▸ YOUR ASSIGNMENT
What you return must be an exact copy of the lines in the listing below between the line holding "type Err = AlbumError;" and the line holding "pub struct Point", inclusive, and nothing more.
╭─ RECORDS TO PROCESS
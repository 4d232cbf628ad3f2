//! Command Log - append-only record of scene mutations
//!
//! Each record carries the exact arguments of one accepted mutation. Applying
//! the full sequence to an empty scene rebuilds the live scene; applying a
//! prefix rebuilds the scene as it stood after that many mutations.

use serde::{Deserialize, Serialize};
use tracing::debug;

use crate::error::{AlbumError, AlbumResult};
use crate::factory::{ShapeFactory, ShapeParams};
use crate::scene::Scene;
use crate::shape::{Extent, Point, Rgb, ShapeKind};

#[derive(Debug, Clone, PartialEq, Serialize, Deserialize)]
#[serde(tag = "op", rename_all = "SCREAMING_SNAKE_CASE")]
pub enum Command {
    Create {
        name: String,
        kind: ShapeKind,
        extent: Extent,
        position: Point,
        color: Rgb,
    },
    Remove {
        name: String,
    },
    SetColor {
        name: String,
        color: Rgb,
    },
    SetPosition {
        name: String,
        position: Point,
    },
    #[serde(rename = "SET_XDIM")]
    SetExtentX {
        name: String,
        value: f64,
    },
    #[serde(rename = "SET_YDIM")]
    SetExtentY {
        name: String,
        value: f64,
    },
}

impl Command {
    /// Tag of the record as it appears in serialized logs.
    pub fn tag(&self) -> &'static str {
        match self {
            Self::Create { .. } => "CREATE",
            Self::Remove { .. } => "REMOVE",
            Self::SetColor { .. } => "SET_COLOR",
            Self::SetPosition { .. } => "SET_POSITION",
            Self::SetExtentX { .. } => "SET_XDIM",
            Self::SetExtentY { .. } => "SET_YDIM",
        }
    }

    /// Name of the shape the record targets.
    pub fn shape_name(&self) -> &str {
        match self {
            Self::Create { name, .. }
            | Self::Remove { name }
            | Self::SetColor { name, .. }
            | Self::SetPosition { name, .. }
            | Self::SetExtentX { name, .. }
            | Self::SetExtentY { name, .. } => name.as_str(),
        }
    }

    /// Perform this mutation on `scene`.
    ///
    /// The same code path serves the live scene and every replay, so a
    /// record always has the same effect wherever it is applied. On error
    /// the scene is left untouched.
    pub fn apply(&self, scene: &mut Scene) -> AlbumResult<()> {
        match self {
            Self::Create {
                name,
                kind,
                extent,
                position,
                color,
            } => {
                if scene.contains(name) {
                    return Err(AlbumError::DuplicateName {
                        op: "create_shape",
                        name: name.clone(),
                    });
                }
                let shape = ShapeFactory::create_kind(
                    name,
                    *kind,
                    ShapeParams {
                        extent: *extent,
                        position: *position,
                        color: *color,
                    },
                )?;
                scene.add_shape(shape)
            }
            Self::Remove { name } => scene.remove_shape(name).map(|_| ()),
            Self::SetColor { name, color } => scene.shape_mut("set_color", name)?.set_color(*color),
            Self::SetPosition { name, position } => {
                scene.shape_mut("set_position", name)?.set_position(*position)
            }
            Self::SetExtentX { name, value } => {
                scene.shape_mut("set_extent_x", name)?.set_extent_x(*value)
            }
            Self::SetExtentY { name, value } => {
                scene.shape_mut("set_extent_y", name)?.set_extent_y(*value)
            }
        }
    }
}

#[derive(Debug, Clone, Default)]
pub struct CommandLog {
    records: Vec<Command>,
}

impl CommandLog {
    pub fn new() -> Self {
        Self::default()
    }

    /// Append a record and return its index.
    pub fn append(&mut self, command: Command) -> usize {
        self.records.push(command);
        self.records.len() - 1
    }

    pub fn len(&self) -> usize {
        self.records.len()
    }

    pub fn is_empty(&self) -> bool {
        self.records.is_empty()
    }

    pub fn get(&self, index: usize) -> Option<&Command> {
        self.records.get(index)
    }

    pub fn records(&self) -> &[Command] {
        &self.records
    }

    pub(crate) fn clear(&mut self) {
        self.records.clear();
    }

    /// Rebuild the scene as it stood after the first `count` records.
    #[tracing::instrument(skip(self), fields(log_len = self.records.len()))]
    pub fn replay(&self, count: usize) -> AlbumResult<Scene> {
        let mut scene = Scene::new();
        for record in self.records.iter().take(count) {
            record.apply(&mut scene)?;
        }
        Ok(scene)
    }

    /// Scenes observed right after each record in `lower..=upper`.
    ///
    /// Records before `lower` are applied silently to reach the starting
    /// state. Every returned scene is an independent copy.
    #[tracing::instrument(skip(self), fields(log_len = self.records.len()))]
    pub fn replay_range(&self, lower: usize, upper: usize) -> AlbumResult<Vec<Scene>> {
        if upper < lower || upper >= self.records.len() {
            return Err(AlbumError::InvalidRange {
                op: "history_range",
                lower,
                upper,
                len: self.records.len(),
            });
        }

        let mut scene = self.replay(lower)?;
        let mut frames = Vec::with_capacity(upper - lower + 1);
        for record in &self.records[lower..=upper] {
            record.apply(&mut scene)?;
            frames.push(scene.clone());
        }
        debug!(lower, upper, frames = frames.len(), "replayed history range");
        Ok(frames)
    }
}
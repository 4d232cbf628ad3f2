//! Shapes - validated geometric primitives
//!
//! A shape's numeric invariants hold at all times: construction and every
//! setter validate first and only then write, so a rejected update leaves
//! the shape exactly as it was.

use serde::{Deserialize, Serialize};
use std::fmt;
use std::str::FromStr;

use crate::error::{AlbumError, AlbumResult};

/// Tolerance applied to every numeric field when comparing shapes.
pub const EQUALITY_TOLERANCE: f64 = 0.01;

fn approx_eq(a: f64, b: f64) -> bool {
    (a - b).abs() < EQUALITY_TOLERANCE
}

#[derive(Debug, Clone, Copy, PartialEq, Eq, Hash, Serialize, Deserialize)]
#[serde(rename_all = "lowercase")]
pub enum ShapeKind {
    Rectangle,
    Ellipse,
}

impl ShapeKind {
    pub fn as_str(&self) -> &'static str {
        match self {
            Self::Rectangle => "rectangle",
            Self::Ellipse => "ellipse",
        }
    }
}

impl fmt::Display for ShapeKind {
    fn fmt(&self, f: &mut fmt::Formatter<'_>) -> fmt::Result {
        f.write_str(self.as_str())
    }
}

impl FromStr for ShapeKind {
    type Err = AlbumError;

    fn from_str(tag: &str) -> Result<Self, Self::Err> {
        match tag {
            "rectangle" => Ok(Self::Rectangle),
            // "oval" is the legacy tag for ellipses
            "ellipse" | "oval" => Ok(Self::Ellipse),
            other => Err(AlbumError::UnsupportedKind {
                op: "create_shape",
                kind: other.to_string(),
            }),
        }
    }
}

/// Anchor point: min corner for rectangles, center for ellipses.
#[derive(Debug, Clone, Copy, Default, PartialEq, Serialize, Deserialize)]
pub struct Point {
    pub x: f64,
    pub y: f64,
}

impl Point {
    pub const fn new(x: f64, y: f64) -> Self {
        Self { x, y }
    }
}

/// Width/height for rectangles, radii for ellipses.
#[derive(Debug, Clone, Copy, PartialEq, Serialize, Deserialize)]
pub struct Extent {
    pub x: f64,
    pub y: f64,
}

impl Extent {
    pub const fn new(x: f64, y: f64) -> Self {
        Self { x, y }
    }
}

/// RGB color with channels in `[0.0, 1.0]`.
#[derive(Debug, Clone, Copy, Default, PartialEq, Serialize, Deserialize)]
pub struct Rgb {
    pub r: f64,
    pub g: f64,
    pub b: f64,
}

impl Rgb {
    pub const fn new(r: f64, g: f64, b: f64) -> Self {
        Self { r, g, b }
    }

    /// Channels scaled to `[0, 255]` for 8-bit outputs.
    pub fn to_8bit(&self) -> [f64; 3] {
        [self.r * 255.0, self.g * 255.0, self.b * 255.0]
    }
}

pub(crate) fn validate_name(op: &'static str, name: &str) -> AlbumResult<()> {
    if name.is_empty() || name.chars().any(char::is_whitespace) {
        return Err(AlbumError::InvalidName {
            op,
            name: name.to_string(),
        });
    }
    Ok(())
}

pub(crate) fn validate_extent(op: &'static str, axis: char, value: f64) -> AlbumResult<()> {
    if !value.is_finite() || value <= 0.0 {
        return Err(AlbumError::InvalidExtent { op, axis, value });
    }
    Ok(())
}

pub(crate) fn validate_position(op: &'static str, position: Point) -> AlbumResult<()> {
    if !(position.x.is_finite() && position.y.is_finite()) {
        return Err(AlbumError::InvalidPosition {
            op,
            x: position.x,
            y: position.y,
        });
    }
    Ok(())
}

pub(crate) fn validate_color(op: &'static str, color: Rgb) -> AlbumResult<()> {
    let in_range = |c: f64| (0.0..=1.0).contains(&c);
    if !(in_range(color.r) && in_range(color.g) && in_range(color.b)) {
        return Err(AlbumError::InvalidColor {
            op,
            r: color.r,
            g: color.g,
            b: color.b,
        });
    }
    Ok(())
}

/// What an external renderer needs to draw one shape.
#[derive(Debug, Clone, Copy, PartialEq, Serialize)]
pub struct Drawable {
    pub kind: ShapeKind,
    pub position: Point,
    pub extent: Extent,
    pub color: Rgb,
}

#[derive(Debug, Clone, Serialize)]
pub struct Shape {
    name: String,
    kind: ShapeKind,
    extent: Extent,
    position: Point,
    color: Rgb,
}

impl Shape {
    /// Build a shape, validating every attribute. Coordinates must be finite.
    ///
    /// Prefer [`crate::factory::ShapeFactory::create`] when the kind arrives
    /// as a string tag.
    pub fn new(
        name: impl Into<String>,
        kind: ShapeKind,
        extent: Extent,
        position: Point,
        color: Rgb,
    ) -> AlbumResult<Self> {
        let name = name.into();
        validate_name("create_shape", &name)?;
        validate_extent("create_shape", 'x', extent.x)?;
        validate_extent("create_shape", 'y', extent.y)?;
        validate_position("create_shape", position)?;
        validate_color("create_shape", color)?;
        Ok(Self {
            name,
            kind,
            extent,
            position,
            color,
        })
    }

    pub fn name(&self) -> &str {
        &self.name
    }

    pub fn kind(&self) -> ShapeKind {
        self.kind
    }

    pub fn extent(&self) -> Extent {
        self.extent
    }

    pub fn position(&self) -> Point {
        self.position
    }

    pub fn color(&self) -> Rgb {
        self.color
    }

    pub fn set_extent_x(&mut self, value: f64) -> AlbumResult<()> {
        validate_extent("set_extent_x", 'x', value)?;
        self.extent.x = value;
        Ok(())
    }

    pub fn set_extent_y(&mut self, value: f64) -> AlbumResult<()> {
        validate_extent("set_extent_y", 'y', value)?;
        self.extent.y = value;
        Ok(())
    }

    pub fn set_position(&mut self, position: Point) -> AlbumResult<()> {
        validate_position("set_position", position)?;
        self.position = position;
        Ok(())
    }

    pub fn set_color(&mut self, color: Rgb) -> AlbumResult<()> {
        validate_color("set_color", color)?;
        self.color = color;
        Ok(())
    }

    pub fn drawable(&self) -> Drawable {
        Drawable {
            kind: self.kind,
            position: self.position,
            extent: self.extent,
            color: self.color,
        }
    }
}

impl PartialEq for Shape {
    fn eq(&self, other: &Self) -> bool {
        self.name == other.name
            && self.kind == other.kind
            && approx_eq(self.extent.x, other.extent.x)
            && approx_eq(self.extent.y, other.extent.y)
            && approx_eq(self.position.x, other.position.x)
            && approx_eq(self.position.y, other.position.y)
            && approx_eq(self.color.r, other.color.r)
            && approx_eq(self.color.g, other.color.g)
            && approx_eq(self.color.b, other.color.b)
    }
}

impl fmt::Display for Shape {
    fn fmt(&self, f: &mut fmt::Formatter<'_>) -> fmt::Result {
        let (anchor, ext_x, ext_y) = match self.kind {
            ShapeKind::Rectangle => ("Min corner", "Width", "Height"),
            ShapeKind::Ellipse => ("Center", "X radius", "Y radius"),
        };
        writeln!(f, "Name: {}", self.name)?;
        writeln!(f, "Type: {}", self.kind)?;
        write!(
            f,
            "{}: ({:.2}, {:.2}), {}: {:.2}, {}: {:.2}, Color: ({:.2}, {:.2}, {:.2})",
            anchor,
            self.position.x,
            self.position.y,
            ext_x,
            self.extent.x,
            ext_y,
            self.extent.y,
            self.color.r,
            self.color.g,
            self.color.b,
        )
    }
}

#[cfg(test)]
mod tests {
    use super::*;

    fn rect() -> Shape {
        Shape::new(
            "r1",
            ShapeKind::Rectangle,
            Extent::new(2.0, 3.0),
            Point::new(1.0, 1.0),
            Rgb::new(0.0, 1.0, 0.0),
        )
        .unwrap()
    }

    #[test]
    fn kind_parses_canonical_and_legacy_tags() {
        assert_eq!("rectangle".parse::<ShapeKind>().unwrap(), ShapeKind::Rectangle);
        assert_eq!("ellipse".parse::<ShapeKind>().unwrap(), ShapeKind::Ellipse);
        assert_eq!("oval".parse::<ShapeKind>().unwrap(), ShapeKind::Ellipse);
        assert!(matches!(
            "triangle".parse::<ShapeKind>(),
            Err(AlbumError::UnsupportedKind { .. })
        ));
        assert!(matches!("".parse::<ShapeKind>(), Err(AlbumError::UnsupportedKind { .. })));
    }

    #[test]
    fn rejected_setter_leaves_shape_unchanged() {
        let mut shape = rect();
        let before = shape.clone();

        assert!(matches!(shape.set_extent_x(0.0), Err(AlbumError::InvalidExtent { axis: 'x', .. })));
        assert!(matches!(shape.set_extent_y(-2.0), Err(AlbumError::InvalidExtent { axis: 'y', .. })));
        assert!(matches!(
            shape.set_color(Rgb::new(0.2, 1.01, 0.0)),
            Err(AlbumError::InvalidColor { .. })
        ));
        assert!(shape.set_extent_x(f64::NAN).is_err());

        assert_eq!(shape, before);
    }

    #[test]
    fn non_finite_coordinates_are_rejected() {
        let mut shape = rect();
        let before = shape.clone();

        assert!(matches!(
            shape.set_position(Point::new(f64::NAN, 0.0)),
            Err(AlbumError::InvalidPosition { op: "set_position", .. })
        ));
        assert!(shape.set_position(Point::new(0.0, f64::NEG_INFINITY)).is_err());
        assert!(matches!(
            shape.set_extent_x(f64::INFINITY),
            Err(AlbumError::InvalidExtent { axis: 'x', .. })
        ));
        assert_eq!(shape, before);

        let created = Shape::new(
            "r2",
            ShapeKind::Ellipse,
            Extent::new(1.0, 1.0),
            Point::new(f64::INFINITY, 1.0),
            Rgb::default(),
        );
        assert!(matches!(created, Err(AlbumError::InvalidPosition { op: "create_shape", .. })));
        assert!(Shape::new(
            "r2",
            ShapeKind::Ellipse,
            Extent::new(1.0, f64::INFINITY),
            Point::default(),
            Rgb::default(),
        )
        .is_err());
    }

    #[test]
    fn equality_uses_tolerance() {
        let a = rect();
        let mut b = rect();
        b.set_position(Point::new(1.005, 0.995)).unwrap();
        assert_eq!(a, b);

        b.set_position(Point::new(1.02, 1.0)).unwrap();
        assert_ne!(a, b);
    }

    #[test]
    fn equality_requires_exact_name_and_kind() {
        let a = rect();
        let b = Shape::new(
            "r1",
            ShapeKind::Ellipse,
            Extent::new(2.0, 3.0),
            Point::new(1.0, 1.0),
            Rgb::new(0.0, 1.0, 0.0),
        )
        .unwrap();
        assert_ne!(a, b);
    }

    #[test]
    fn name_validation() {
        assert!(validate_name("t", "ok_name").is_ok());
        assert!(validate_name("t", "").is_err());
        assert!(validate_name("t", "a b").is_err());
        assert!(validate_name("t", "tab\there").is_err());
    }

    #[test]
    fn display_uses_kind_specific_labels() {
        let text = rect().to_string();
        assert!(text.contains("Name: r1"));
        assert!(text.contains("Type: rectangle"));
        assert!(text.contains("Min corner: (1.00, 1.00), Width: 2.00, Height: 3.00"));
        assert!(text.contains("Color: (0.00, 1.00, 0.00)"));

        let ellipse = Shape::new(
            "c1",
            ShapeKind::Ellipse,
            Extent::new(5.0, 5.0),
            Point::new(1.0, 0.0),
            Rgb::new(1.0, 0.0, 0.0),
        )
        .unwrap();
        assert!(ellipse.to_string().contains("Center: (1.00, 0.00), X radius: 5.00, Y radius: 5.00"));
    }

    #[test]
    fn drawable_projection_mirrors_attributes() {
        let d = rect().drawable();
        assert_eq!(d.kind, ShapeKind::Rectangle);
        assert_eq!(d.extent, Extent::new(2.0, 3.0));
        assert_eq!(d.color.to_8bit(), [0.0, 255.0, 0.0]);
    }
}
╰─
▸ TASK RESULT
    type Err = AlbumError;

    fn from_str(tag: &str) -> Result<Self, Self::Err> {
        match tag {
            "rectangle" => Ok(Self::Rectangle),
            // "oval" is the legacy tag for ellipses
            "ellipse" | "oval" => Ok(Self::Ellipse),
            other => Err(AlbumError::UnsupportedKind {
                op: "create_shape",
                kind: other.to_string(),
            }),
        }
    }
}

/// Anchor point: min corner for rectangles, center for ellipses.
#[derive(Debug, Clone, Copy, Default, PartialEq, Serialize, Deserialize)]
pub struct Point {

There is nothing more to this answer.